* TASK REQUIREMENTS *
Go through the records and extract every line with the word "bounds".

* SUPPLIED RECORDS *
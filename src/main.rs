//! TimeLoom main entrypoint.

use timeloom::run;
use timeloom::ui::messages::error;

fn main() {
    if let Err(e) = run() {
        error(format!("Error: {}", e));
        std::process::exit(1);
    }
}
use crate::errors::AppResult;
use crate::store::RecordStore;
use crate::store::log::ttlog_quiet;

pub struct DeleteLogic;

impl DeleteLogic {
    /// Delete entry `index`. Returns `false` if there is no such entry.
    pub fn apply(store: &RecordStore, index: usize) -> AppResult<bool> {
        let Some(entry) = store.get(index) else {
            return Ok(false);
        };

        if !store.delete(index)? {
            return Ok(false);
        }

        ttlog_quiet(
            store.path(),
            "del",
            &format!("#{index}"),
            &format!("Deleted '{}' ({})", entry.task, entry.category),
        );
        Ok(true)
    }
}
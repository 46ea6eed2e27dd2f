//! JSON-backed record store: the whole entry list lives in one file and every
//! mutation is a read-modify-write of that file.

use crate::errors::AppResult;
use crate::models::TimeEntry;
use serde::Serialize;
use serde_json::ser::{PrettyFormatter, Serializer};
use std::fs;
use std::path::{Path, PathBuf};

pub struct RecordStore {
    path: PathBuf,
}

impl RecordStore {
    pub fn new(path: impl Into<PathBuf>) -> Self {
        Self { path: path.into() }
    }

    pub fn path(&self) -> &Path {
        &self.path
    }

    /// All persisted entries.
    ///
    /// A missing or unparseable file yields an empty list.
    pub fn load(&self) -> Vec<TimeEntry> {
        fs::read_to_string(&self.path)
            .ok()
            .and_then(|content| serde_json::from_str(&content).ok())
            .unwrap_or_default()
    }

    /// Overwrite the file with `entries`.
    pub fn save(&self, entries: &[TimeEntry]) -> AppResult<()> {
        if let Some(parent) = self.path.parent()
            && !parent.as_os_str().is_empty()
        {
            fs::create_dir_all(parent)?;
        }

        let mut buf = Vec::new();
        let mut ser = Serializer::with_formatter(&mut buf, PrettyFormatter::with_indent(b"    "));
        entries.serialize(&mut ser)?;

        fs::write(&self.path, buf)?;
        Ok(())
    }

    pub fn get(&self, index: usize) -> Option<TimeEntry> {
        self.load().into_iter().nth(index)
    }

    pub fn append(&self, entry: &TimeEntry) -> AppResult<()> {
        let mut entries = self.load();
        entries.push(entry.clone());
        self.save(&entries)
    }

    /// Replace the entry at `index`. Returns `false` when out of bounds.
    pub fn replace(&self, index: usize, entry: &TimeEntry) -> AppResult<bool> {
        let mut entries = self.load();
        match entries.get_mut(index) {
            Some(slot) => {
                *slot = entry.clone();
                self.save(&entries)?;
                Ok(true)
            }
            None => Ok(false),
        }
    }

    /// Remove the entry at `index`, shifting later entries down by one.
    /// Returns `false` when out of bounds.
    pub fn delete(&self, index: usize) -> AppResult<bool> {
        let mut entries = self.load();
        if index >= entries.len() {
            return Ok(false);
        }
        entries.remove(index);
        self.save(&entries)?;
        Ok(true)
    }
}
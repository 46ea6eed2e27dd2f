use crate::cli::parser::Commands;
use crate::config::Config;
use crate::core::ReportLogic;
use crate::errors::AppResult;
use crate::store::RecordStore;
use crate::ui::report::{
    render_bar_chart, render_category_summary, render_entries_table, render_heatmap,
};
use crate::utils::date;

/// Read-only views: list, summary, chart, heatmap.
pub fn handle(cmd: &Commands, cfg: &Config) -> AppResult<()> {
    let store = RecordStore::new(cfg.data_path());
    let entries = store.load();

    let out = match cmd {
        Commands::List => render_entries_table(&entries, &cfg.separator_char),
        Commands::Summary => render_category_summary(&ReportLogic::category_totals(&entries)),
        Commands::Chart => render_bar_chart(&ReportLogic::category_totals(&entries)),
        Commands::Heatmap => render_heatmap(&entries, date::today()),
        _ => return Ok(()),
    };

    print!("{out}");
    Ok(())
}
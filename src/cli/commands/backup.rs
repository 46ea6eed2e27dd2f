use crate::cli::parser::Commands;
use crate::config::Config;
use crate::core::backup::BackupLogic;
use crate::errors::AppResult;
use crate::store::RecordStore;

pub fn handle(cmd: &Commands, cfg: &Config) -> AppResult<()> {
    if let Commands::Backup {
        file,
        compress,
        force,
    } = cmd
    {
        let store = RecordStore::new(cfg.data_path());
        BackupLogic::backup(&store, file, *compress, *force)?;
    }

    Ok(())
}
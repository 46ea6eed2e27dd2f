// src/export/mod.rs

pub(crate) mod fs_utils;
mod json_csv;
pub mod logic;
mod model;

pub use logic::ExportLogic;
pub use model::EntryExport;

use crate::ui::messages::success;
use clap::ValueEnum;
use std::path::Path;

/// Shared completion message for exports.
pub(crate) fn notify_export_success(label: &str, path: &Path) {
    success(format!("{label} export completed: {}", path.display()));
}

#[derive(Clone, Copy, Debug, PartialEq, Eq, ValueEnum)]
pub enum ExportFormat {
    Csv,
    Json,
}

impl ExportFormat {
    pub fn as_str(&self) -> &'static str {
        match self {
            ExportFormat::Csv => "csv",
            ExportFormat::Json => "json",
        }
    }
}
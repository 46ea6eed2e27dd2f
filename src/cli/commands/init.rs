use crate::cli::parser::Cli;
use crate::config::Config;
use crate::errors::AppResult;
use crate::store::log::ttlog_quiet;

/// Handle the `init` command
///
/// This initializes:
///  - the config directory (if missing)
///  - the configuration file (skipped in test mode)
///  - an empty JSON data file
pub fn handle(cli: &Cli) -> AppResult<()> {
    println!("⚙️  Initializing TimeLoom…");

    let cfg = Config::init_all(cli.data.clone(), cli.test)?;
    let data_path = cfg.data_path();

    println!("📄 Config file : {}", Config::config_file().display());
    println!("🗂️  Data file   : {}", data_path.display());

    ttlog_quiet(
        &data_path,
        "init",
        "",
        &format!("Data file initialized at {}", data_path.display()),
    );

    println!("🎉 TimeLoom initialization completed!");
    Ok(())
}
use chrono::NaiveDate;

pub fn today() -> NaiveDate {
    chrono::Local::now().date_naive()
}
use crate::cli::parser::Commands;
use crate::config::Config;
use crate::core::edit::{EditLogic, EntryChanges};
use crate::errors::{AppError, AppResult};
use crate::models::entry::parse_timestamp;
use crate::store::RecordStore;
use crate::ui::messages::{success, warning};
use crate::utils::formatting::format_mins;
use chrono::NaiveDateTime;

fn parse_optional_timestamp(input: Option<&String>) -> AppResult<Option<NaiveDateTime>> {
    match input {
        Some(s) => parse_timestamp(s)
            .map(Some)
            .ok_or_else(|| AppError::InvalidTimestamp(s.to_string())),
        None => Ok(None),
    }
}

/// Update an existing entry.
pub fn handle(cmd: &Commands, cfg: &Config) -> AppResult<()> {
    if let Commands::Edit {
        index,
        task,
        category,
        start,
        end,
    } = cmd
    {
        let changes = EntryChanges {
            task: task.clone(),
            category: category.clone(),
            start: parse_optional_timestamp(start.as_ref())?,
            end: parse_optional_timestamp(end.as_ref())?,
        };

        let store = RecordStore::new(cfg.data_path());

        match EditLogic::apply(&store, *index, changes)? {
            Some(entry) => success(format!(
                "Entry #{} updated: '{}' ({}) {} mins",
                index,
                entry.task,
                entry.category,
                format_mins(entry.minutes())
            )),
            None => warning("Invalid entry number."),
        }
    }

    Ok(())
}
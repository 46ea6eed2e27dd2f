use crate::errors::{AppError, AppResult};
use crate::models::TimeEntry;
use crate::store::RecordStore;
use crate::store::log::ttlog_quiet;
use crate::utils::clock::{Clock, SystemClock};
use chrono::Duration;

/// The single in-flight timer of a session.
///
/// Idle while `active` is `None`. A session (menu or dashboard) owns one
/// `Timer` and passes it around by reference.
pub struct Timer<C: Clock = SystemClock> {
    clock: C,
    active: Option<TimeEntry>,
}

impl Timer<SystemClock> {
    pub fn new() -> Self {
        Self::with_clock(SystemClock)
    }
}

impl Default for Timer<SystemClock> {
    fn default() -> Self {
        Self::new()
    }
}

impl<C: Clock> Timer<C> {
    pub fn with_clock(clock: C) -> Self {
        Self {
            clock,
            active: None,
        }
    }

    pub fn clock(&self) -> &C {
        &self.clock
    }

    pub fn is_running(&self) -> bool {
        self.active.is_some()
    }

    /// The in-flight entry, if any.
    pub fn current(&self) -> Option<&TimeEntry> {
        self.active.as_ref()
    }

    /// Start timing `task`. Fails if another timer is already running.
    pub fn start(&mut self, task: &str, category: &str) -> AppResult<&TimeEntry> {
        let task = task.trim();
        let category = category.trim();
        if task.is_empty() || category.is_empty() {
            return Err(AppError::MissingTaskOrCategory);
        }

        if let Some(running) = &self.active {
            return Err(AppError::TimerAlreadyRunning(running.task.clone()));
        }

        let entry = TimeEntry::running(task, category, self.clock.now());
        Ok(self.active.insert(entry))
    }

    /// Stop the running timer and append the completed entry to `store`.
    ///
    /// The timer stays running if the append fails.
    pub fn stop(&mut self, store: &RecordStore) -> AppResult<TimeEntry> {
        let running = self.active.as_ref().ok_or(AppError::TimerNotRunning)?;

        let completed = running.clone().completed_at(self.clock.now());
        store.append(&completed)?;
        ttlog_quiet(
            store.path(),
            "add",
            &completed.category,
            &format!(
                "Logged '{}' ({} mins)",
                completed.task,
                completed.minutes()
            ),
        );

        self.active = None;
        Ok(completed)
    }

    /// Drop the in-flight entry without recording it.
    pub fn discard(&mut self) -> Option<TimeEntry> {
        self.active.take()
    }

    /// Time since start, `None` when idle.
    pub fn elapsed(&self) -> Option<Duration> {
        self.active
            .as_ref()
            .map(|e| (self.clock.now() - e.start).max(Duration::zero()))
    }
}

/// `HH:MM:SS` rendering of an elapsed duration.
pub fn format_elapsed(elapsed: Duration) -> String {
    let secs = elapsed.num_seconds().max(0);
    format!("{:02}:{:02}:{:02}", secs / 3600, (secs % 3600) / 60, secs % 60)
}
use crate::export::ExportFormat;
use clap::{Parser, Subcommand};

/// Command-line interface definition for TimeLoom
#[derive(Parser)]
#[command(
    name = "timeloom",
    version = env!("CARGO_PKG_VERSION"),
    about = "A simple time tracking CLI: start/stop task timers, summarize by category, export to CSV",
    long_about = None
)]
pub struct Cli {
    /// Override data file path (useful for tests or a custom file)
    #[arg(global = true, long = "data")]
    pub data: Option<String>,

    /// Run in test mode (no config file update)
    #[arg(global = true, long = "test", hide = true)]
    pub test: bool,

    /// Without a subcommand the interactive menu is opened
    #[command(subcommand)]
    pub command: Option<Commands>,
}

#[derive(Subcommand)]
pub enum Commands {
    /// Initialize the data file and configuration
    Init,

    /// Manage the configuration file (view, check or edit)
    Config {
        #[arg(long = "print", help = "Print the current configuration file")]
        print_config: bool,

        #[arg(long = "check", help = "Check configuration file for missing fields")]
        check: bool,

        #[arg(
            long = "edit",
            help = "Edit the configuration file (default editor: $EDITOR, or nano/notepad)"
        )]
        edit_config: bool,

        #[arg(
            long = "editor",
            help = "Specify the editor to use (vim, nano, or custom path)"
        )]
        editor: Option<String>,
    },

    /// Interactive numbered menu (start, stop, list, summarize, delete, exit)
    Menu,

    /// Full-screen dashboard with live timer, charts and theme toggle
    Dashboard,

    /// List all logged entries
    List,

    /// Total minutes per category
    Summary,

    /// Bar chart of total minutes per category
    Chart,

    /// Heatmap of total minutes per day over the last seven days
    Heatmap,

    /// Delete an entry by its number (as shown by `list`)
    Del {
        /// Entry number (0-based)
        index: usize,

        /// Do not ask for confirmation
        #[arg(long, short = 'y')]
        yes: bool,
    },

    /// Update an existing entry
    Edit {
        /// Entry number (0-based)
        index: usize,

        /// New task name
        #[arg(long)]
        task: Option<String>,

        /// New category
        #[arg(long)]
        category: Option<String>,

        /// New start time (YYYY-MM-DD HH:MM:SS)
        #[arg(long)]
        start: Option<String>,

        /// New end time (YYYY-MM-DD HH:MM:SS)
        #[arg(long)]
        end: Option<String>,
    },

    /// Export all entries
    Export {
        /// Export format: csv, json
        #[arg(long, value_enum, value_name = "FORMAT", default_value = "csv")]
        format: ExportFormat,

        /// Output file path (defaults to `export_file` from the configuration)
        #[arg(long, value_name = "FILE")]
        file: Option<String>,

        /// Overwrite output file without confirmation
        #[arg(long, short = 'f')]
        force: bool,
    },

    /// Create a backup copy of the data file
    Backup {
        /// Destination file path
        #[arg(long, value_name = "FILE")]
        file: String,

        /// Compress the backup (zip on Windows, tar.gz on Unix)
        #[arg(long)]
        compress: bool,

        /// Overwrite destination without confirmation
        #[arg(long, short = 'f')]
        force: bool,
    },

    /// Print the internal audit log
    Log {
        #[arg(long = "print", help = "Print the internal log")]
        print: bool,
    },
}
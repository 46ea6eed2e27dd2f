// src/export/json_csv.rs

use crate::errors::{AppError, AppResult};
use crate::export::model::entries_to_rows;
use crate::models::TimeEntry;
use std::fs::File;
use std::io::Write;
use std::path::Path;

/// Export JSON pretty-printed, same shape as the data file.
pub(crate) fn export_json(entries: &[TimeEntry], path: &Path) -> AppResult<()> {
    let json_data = serde_json::to_string_pretty(entries)
        .map_err(|e| AppError::Export(format!("JSON serialization error: {e}")))?;

    let mut file = File::create(path)?;
    file.write_all(json_data.as_bytes())?;
    Ok(())
}

/// Export CSV (headers come from the serde field names).
pub(crate) fn export_csv(entries: &[TimeEntry], path: &Path) -> AppResult<()> {
    let mut wtr = csv::Writer::from_path(path)
        .map_err(|e| AppError::Export(format!("CSV open error: {e}")))?;

    for row in entries_to_rows(entries) {
        wtr.serialize(row)
            .map_err(|e| AppError::Export(format!("CSV write error: {e}")))?;
    }

    wtr.flush()?;
    Ok(())
}
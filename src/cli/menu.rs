//! Interactive numbered menu: the line-oriented front end.

use crate::core::del::DeleteLogic;
use crate::core::{ReportLogic, Timer};
use crate::errors::{AppError, AppResult};
use crate::store::RecordStore;
use crate::ui::messages::{Level, line};
use crate::ui::report::{render_category_summary, render_entries_table};
use crate::utils::clock::{Clock, SystemClock};
use crate::utils::formatting::format_mins;
use std::io::{BufRead, Write};

pub const MENU: &str = "
========= ⏰ TimeLoom =========
1. Start timer
2. Stop timer
3. View all entries
4. Category summary
5. Delete entry
6. Exit
";

pub struct MenuSession<'a, R, W, C: Clock = SystemClock> {
    store: &'a RecordStore,
    timer: Timer<C>,
    separator: String,
    input: R,
    out: W,
}

impl<'a, R: BufRead, W: Write> MenuSession<'a, R, W, SystemClock> {
    pub fn new(store: &'a RecordStore, separator: &str, input: R, out: W) -> Self {
        Self::with_timer(store, Timer::new(), separator, input, out)
    }
}

impl<'a, R: BufRead, W: Write, C: Clock> MenuSession<'a, R, W, C> {
    pub fn with_timer(
        store: &'a RecordStore,
        timer: Timer<C>,
        separator: &str,
        input: R,
        out: W,
    ) -> Self {
        Self {
            store,
            timer,
            separator: separator.to_string(),
            input,
            out,
        }
    }

    pub fn timer(&self) -> &Timer<C> {
        &self.timer
    }

    pub fn timer_mut(&mut self) -> &mut Timer<C> {
        &mut self.timer
    }

    /// Loop until the user picks "Exit" or input ends.
    pub fn run(&mut self) -> AppResult<()> {
        loop {
            let Some(choice) = self.prompt(&format!("{MENU}Choose an option: "))? else {
                self.exit()?;
                return Ok(());
            };

            match choice.as_str() {
                "1" => self.start()?,
                "2" => self.stop()?,
                "3" => {
                    let table = render_entries_table(&self.store.load(), &self.separator);
                    write!(self.out, "{table}")?;
                }
                "4" => {
                    let totals = ReportLogic::category_totals(&self.store.load());
                    write!(self.out, "{}", render_category_summary(&totals))?;
                }
                "5" => self.delete()?,
                "6" => {
                    self.exit()?;
                    return Ok(());
                }
                _ => writeln!(self.out, "Invalid option. Try again.")?,
            }
        }
    }

    /// Print `label` and read one trimmed line; `None` at end of input.
    fn prompt(&mut self, label: &str) -> AppResult<Option<String>> {
        write!(self.out, "{label}")?;
        self.out.flush()?;

        let mut buf = String::new();
        if self.input.read_line(&mut buf)? == 0 {
            return Ok(None);
        }
        Ok(Some(buf.trim().to_string()))
    }

    fn say(&mut self, level: Level, msg: impl std::fmt::Display) -> AppResult<()> {
        writeln!(self.out, "{}", line(level, msg))?;
        Ok(())
    }

    pub fn start(&mut self) -> AppResult<()> {
        let task = self.prompt("Enter task name: ")?.unwrap_or_default();
        let category = self.prompt("Enter category: ")?.unwrap_or_default();

        match self.timer.start(&task, &category) {
            Ok(entry) => {
                let msg = format!("⏱ Timer started for task: {}", entry.task);
                writeln!(self.out, "{msg}")?;
            }
            Err(e @ (AppError::TimerAlreadyRunning(_) | AppError::MissingTaskOrCategory)) => {
                self.say(Level::Warning, e)?;
            }
            Err(e) => return Err(e),
        }
        Ok(())
    }

    pub fn stop(&mut self) -> AppResult<()> {
        match self.timer.stop(self.store) {
            Ok(entry) => self.say(
                Level::Success,
                format!(
                    "Task '{}' logged ({} mins).",
                    entry.task,
                    format_mins(entry.minutes())
                ),
            ),
            Err(AppError::TimerNotRunning) => self.say(Level::Warning, AppError::TimerNotRunning),
            Err(e) => Err(e),
        }
    }

    pub fn delete(&mut self) -> AppResult<()> {
        let raw = self
            .prompt("Enter entry number to delete: ")?
            .unwrap_or_default();

        let Ok(index) = raw.parse::<usize>() else {
            return self.say(Level::Error, "Please enter a non-negative integer.");
        };

        if DeleteLogic::apply(self.store, index)? {
            self.say(Level::Success, "Entry deleted.")
        } else {
            self.say(Level::Warning, "Invalid entry number.")
        }
    }

    fn exit(&mut self) -> AppResult<()> {
        if let Some(entry) = self.timer.discard() {
            self.say(
                Level::Warning,
                format!(
                    "Timer for '{}' was still running and has not been logged.",
                    entry.task
                ),
            )?;
        }
        writeln!(self.out, "👋 Exiting TimeLoom. Have a productive day!")?;
        Ok(())
    }
}
use chrono::{NaiveDate, NaiveDateTime};
use serde::{Deserialize, Serialize};

/// Timestamp format used in the data file, in exports and on screen.
pub const TIMESTAMP_FORMAT: &str = "%Y-%m-%d %H:%M:%S";

/// One tracked task.
///
/// `end` and `duration_mins` are only absent for the in-flight entry held by
/// a running timer; every entry written by the store normally carries both.
#[derive(Debug, Clone, PartialEq, Serialize, Deserialize)]
pub struct TimeEntry {
    pub task: String,
    pub category: String,
    #[serde(with = "timestamp")]
    pub start: NaiveDateTime,
    #[serde(
        default,
        with = "optional_timestamp",
        skip_serializing_if = "Option::is_none"
    )]
    pub end: Option<NaiveDateTime>,
    #[serde(default, skip_serializing_if = "Option::is_none")]
    pub duration_mins: Option<f64>,
}

impl TimeEntry {
    /// Entry for a timer that has just been started.
    pub fn running(task: &str, category: &str, start: NaiveDateTime) -> Self {
        Self {
            task: task.to_string(),
            category: category.to_string(),
            start,
            end: None,
            duration_mins: None,
        }
    }

    /// Close the entry at `end`, computing `duration_mins`.
    pub fn completed_at(mut self, end: NaiveDateTime) -> Self {
        self.duration_mins = Some(minutes_between(self.start, end));
        self.end = Some(end);
        self
    }

    pub fn is_running(&self) -> bool {
        self.end.is_none()
    }

    /// Duration in minutes, 0 when the entry has none.
    pub fn minutes(&self) -> f64 {
        self.duration_mins.unwrap_or(0.0)
    }

    pub fn start_date(&self) -> NaiveDate {
        self.start.date()
    }

    pub fn start_str(&self) -> String {
        self.start.format(TIMESTAMP_FORMAT).to_string()
    }

    pub fn end_str(&self) -> String {
        self.end
            .map(|e| e.format(TIMESTAMP_FORMAT).to_string())
            .unwrap_or_default()
    }
}

/// Minutes elapsed from `start` to `end`, rounded to two decimals.
pub fn minutes_between(start: NaiveDateTime, end: NaiveDateTime) -> f64 {
    let millis = (end - start).num_milliseconds() as f64;
    round2(millis / 60_000.0)
}

pub fn round2(value: f64) -> f64 {
    (value * 100.0).round() / 100.0
}

pub fn parse_timestamp(s: &str) -> Option<NaiveDateTime> {
    NaiveDateTime::parse_from_str(s.trim(), TIMESTAMP_FORMAT).ok()
}

mod timestamp {
    use super::TIMESTAMP_FORMAT;
    use chrono::NaiveDateTime;
    use serde::{Deserialize, Deserializer, Serializer, de};

    pub fn serialize<S: Serializer>(value: &NaiveDateTime, s: S) -> Result<S::Ok, S::Error> {
        s.serialize_str(&value.format(TIMESTAMP_FORMAT).to_string())
    }

    pub fn deserialize<'de, D: Deserializer<'de>>(d: D) -> Result<NaiveDateTime, D::Error> {
        let raw = String::deserialize(d)?;
        NaiveDateTime::parse_from_str(&raw, TIMESTAMP_FORMAT).map_err(de::Error::custom)
    }
}

mod optional_timestamp {
    use super::TIMESTAMP_FORMAT;
    use chrono::NaiveDateTime;
    use serde::{Deserialize, Deserializer, Serializer, de};

    pub fn serialize<S: Serializer>(
        value: &Option<NaiveDateTime>,
        s: S,
    ) -> Result<S::Ok, S::Error> {
        match value {
            Some(v) => s.serialize_str(&v.format(TIMESTAMP_FORMAT).to_string()),
            None => s.serialize_none(),
        }
    }

    pub fn deserialize<'de, D: Deserializer<'de>>(d: D) -> Result<Option<NaiveDateTime>, D::Error> {
        match Option::<String>::deserialize(d)? {
            Some(raw) => NaiveDateTime::parse_from_str(&raw, TIMESTAMP_FORMAT)
                .map(Some)
                .map_err(de::Error::custom),
            None => Ok(None),
        }
    }
}
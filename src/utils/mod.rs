pub mod clock;
pub mod colors;
pub mod date;
pub mod formatting;
pub mod path;
pub mod table;
//! Path utilities: expand ~ in user-supplied paths.

use std::path::PathBuf;

pub fn expand_tilde(path: &str) -> PathBuf {
    if path.starts_with("~/")
        && let Some(home) = dirs::home_dir()
    {
        return home.join(path.trim_start_matches("~/"));
    }
    PathBuf::from(path)
}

* TASK RESPONSE *
    /// Replace the entry at `index`. Returns `false` when out of bounds.
    /// Returns `false` when out of bounds.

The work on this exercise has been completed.